One of the main tests of life is “Will my body rule over my spirit, or will my spirit rule over my body? Will I yield to the natural or to the eternal?” We get to choose. These standards say that, in essence, there is only a body, no spirit; and there is no reason to restrain whims.
I’m not suggesting that Utah–or any state– should teach denominational religious doctrine in public schools. Of course not.
I am saying that it is wrong to promote and teach a prescribed, “new” morality (in my mind, the same, old fashioned, immorality). It is so wrong to teach little ones, nine years old, heterosexuality and homosexuality, in a school setting. It is wrong to teach that there is no such thing as perversion, nor anything wrong with sex obsession, or gender reversals.
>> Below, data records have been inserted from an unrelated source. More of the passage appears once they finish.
//! Scripted transport for driving a connection through faults the kernel
//! won't produce on demand.

use crate::transport::Transport;

#[derive(Default)]
struct Script {
	reads: std::collections::VecDeque<std::io::Result<Vec<u8>>>,
	sends: std::collections::VecDeque<std::io::Result<usize>>,
	sent: Vec<u8>,
	recv_calls: usize,
	send_calls: usize,
	shut_down: bool,
}

/// Reads pop scripted chunks and fall back to would-block; sends accept
/// everything unless limited. Clones share the script.
#[derive(Clone, Default)]
pub struct ScriptedTransport(std::rc::Rc<std::cell::RefCell<Script>>);

impl ScriptedTransport {
	pub fn push_read(&self, bytes: Vec<u8>) {
		self.0.borrow_mut().reads.push_back(Ok(bytes));
	}

	pub fn push_read_error(&self, kind: std::io::ErrorKind) {
		self.0.borrow_mut().reads.push_back(Err(kind.into()));
	}

	pub fn limit_next_send(&self, len: usize) {
		self.0.borrow_mut().sends.push_back(Ok(len));
	}

	pub fn fail_next_send(&self, kind: std::io::ErrorKind) {
		self.0.borrow_mut().sends.push_back(Err(kind.into()));
	}

	pub fn sent(&self) -> Vec<u8> {
		self.0.borrow().sent.clone()
	}

	pub fn recv_calls(&self) -> usize {
		self.0.borrow().recv_calls
	}

	pub fn send_calls(&self) -> usize {
		self.0.borrow().send_calls
	}

	pub fn is_shut_down(&self) -> bool {
		self.0.borrow().shut_down
	}
}

impl Transport for ScriptedTransport {
	fn fd(&self) -> std::os::fd::RawFd {
		-1
	}

	fn recv(
		&mut self,
		buf: &mut [u8],
		_fds: &mut std::collections::VecDeque<std::os::fd::OwnedFd>,
	) -> std::io::Result<usize> {
		let mut script = self.0.borrow_mut();
		script.recv_calls += 1;

		let Some(next) = script.reads.pop_front() else {
			return Err(std::io::ErrorKind::WouldBlock.into());
		};

		let mut bytes = next?;

		if bytes.len() > buf.len() {
			let rest = bytes.split_off(buf.len());
			script.reads.push_front(Ok(rest));
		}

		buf[..bytes.len()].copy_from_slice(&bytes);
		Ok(bytes.len())
	}

	fn send(&mut self, buf: &[u8], _fds: &[std::os::fd::RawFd]) -> std::io::Result<usize> {
		let mut script = self.0.borrow_mut();
		script.send_calls += 1;

		let len = match script.sends.pop_front() {
			Some(limit) => limit?.min(buf.len()),
			None => buf.len(),
		};

		script.sent.extend_from_slice(&buf[..len]);

		if len == 0 {
			return Err(std::io::ErrorKind::WouldBlock.into());
		}

		Ok(len)
	}

	fn shutdown(&mut self) -> std::io::Result<()> {
		self.0.borrow_mut().shut_down = true;
		Ok(())
	}
}

/// `wl_display.sync(callback)` on the wire.
pub fn sync_message(object_id: u32, callback: u32) -> Vec<u8> {
	wlm::Message {
		object_id,
		op: 0,
		args: callback,
	}
	.to_vec()
	.unwrap()
}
It is wrong to include so many teachings about deviant and degrading sexual behaviors as if they were normal and good, while excluding fidelity and chastity from the conversation.

(For future reference, some organizations, listed as promoting the National Sexuality Education Standards, are: the National Education Association, the American School Health Association, the American Association of Health Education, the Society of State Leaders of Health and Physical Education, the Future of Sex Education Initiative, The Sexuality Information and Education Council of the U.S. (SIECUS) and Advocates for Youth. Consultants listed include: Planned Parenthood; the Gay, Lesbian and Straight Education Netword (GLSEN) and many more. Utah’s standardized test provider, American Institutes for Research, (AIR) is openly on board with the National Sexuality Education Standards and its values, too.)